Commanders and leaders
- Charles Wills George Carpenter: William Mackintosh William Maxwell Lord Derwentwater Thomas Forster Henry Oxburgh

Strength
- 2,500–3,000: 1,700

Casualties and losses
- 300 killed or wounded: 17 dead 25 wounded 1,468 captured

= Battle of Preston (1715) =

Final action of the Jacobite rising of 1715

The Battle of Preston (9–14 November 1715) was the final action of the Jacobite rising of 1715, an attempt to put James Francis Edward Stuart on the British throne in place of George I. After two days of street-fighting, the Jacobite commander Thomas Forster surrendered to government troops under General Charles Wills. It was arguably the last battle fought on English soil.

==Background==
The Jacobites moved south into England with little opposition, and by the time they reached Preston, Lancashire had grown to about 4,000 in number. Their cavalry entered Preston on the night of 9 November 1715, and as they approached two troops of dragoons and part of a militia regiment retreated to Wigan.

General Charles Wills was ordered to halt their advance, and left Manchester on 11 November with six regiments, arriving on 12 November. The Jacobite leader was Thomas Forster, a Northumberland squire with minimal military experience, selected largely because he was a Protestant; learning of Wills' approach, he decided to stay and made the mistake of withdrawing troops from a strong defensive position at Ribble bridge (Walton Bridge), 0.5 mi outside Preston.

==Battle==
The Jacobites had barricaded the principal streets of Preston, and Wills ordered an immediate attack, which met with fire from the barricades and from houses, resulting in the Hanoverian attack being repulsed with heavy losses. Wills then had houses set on fire, with the aim of fires spreading along to the Jacobite positions, and the Jacobites tried to do the same to houses taken as government positions.
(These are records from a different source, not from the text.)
//! API error type and [`axum::response::IntoResponse`] implementation.

use axum::{
  Json,
  http::StatusCode,
  response::{IntoResponse, Response},
};
use rollcall_core::store::{FailureKind, StoreError};
use serde_json::json;
use thiserror::Error;

/// An error returned by an API handler. Always rendered as
/// `{"error": "<message>"}`.
#[derive(Debug, Error)]
pub enum ApiError {
  #[error("not found: {0}")]
  NotFound(String),

  #[error("bad request: {0}")]
  BadRequest(String),

  #[error("conflict: {0}")]
  Conflict(String),

  #[error("store error: {0}")]
  Store(#[source] Box<dyn std::error::Error + Send + Sync>),
}

impl ApiError {
  /// Classify a store failure; anything unrecognised becomes a 500 carrying
  /// the store's own message.
  pub fn store<E: StoreError>(e: E) -> Self {
    match e.kind() {
      FailureKind::Conflict => ApiError::Conflict(e.to_string()),
      FailureKind::MissingReference => ApiError::BadRequest(e.to_string()),
      FailureKind::Other => {
        tracing::error!(error = %e, "store failure");
        ApiError::Store(Box::new(e))
      }
    }
  }
}

impl IntoResponse for ApiError {
  fn into_response(self) -> Response {
    let (status, message) = match &self {
      ApiError::NotFound(m) => (StatusCode::NOT_FOUND, m.clone()),
      ApiError::BadRequest(m) => (StatusCode::BAD_REQUEST, m.clone()),
      ApiError::Conflict(m) => (StatusCode::CONFLICT, m.clone()),
      ApiError::Store(e) => (StatusCode::INTERNAL_SERVER_ERROR, e.to_string()),
    };
    (status, Json(json!({ "error": message }))).into_response()
  }
}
At night, Wills's order to light the government-held positions for identification helped the Jacobite snipers, but overnight many Jacobites left the town. The legend of these actions is recounted in a well-known Lancashire ballad, Lo! The Bird is Fallen.

On 13 November, additional government forces arrived from Newcastle under George Carpenter, which Wills deployed to ensure the besieged Jacobites could not escape. Although casualties were relatively low, their position was hopeless, and Forster was advised by his subordinate Henry Oxburgh to open negotiations with Wills for surrender on terms. The Scots were not informed and on learning of this they paraded through the streets, threatening any Jacobites who might even allude to a surrender, killing or wounding several people. At 7:00 am on Monday 14 November, Forster offered an unconditional surrender, which Wills rejected unless it also applied to the Scots; after some discussion, they confirmed they would surrender on the same terms.

==Aftermath==
1,468 Jacobites were taken prisoner, 463 of them English. George Seton, 5th Earl of Winton, William Gordon, 6th Viscount of Kenmure, William Maxwell, 5th Earl of Nithsdale, James Radclyffe, 3rd Earl of Derwentwater, William Murray, 2nd Lord Nairne, and John Nairne were among those captured and later sentenced to be executed for treason under an act of attainder. However, Winton and Nithsdale escaped from the Tower of London. In May 1716 Colonel Oxburgh was hanged, drawn and quartered at Tyburn for his part in the rising. All surviving prisoners except for members of the Clan Gregor were later pardoned by the Indemnity Act 1717.

Seventeen Jacobites were killed and twenty-five wounded. Government casualties were close to 300 killed and wounded. Of the ordinary Highland clansmen captured at the Battle of Preston, many were transported to the Americas.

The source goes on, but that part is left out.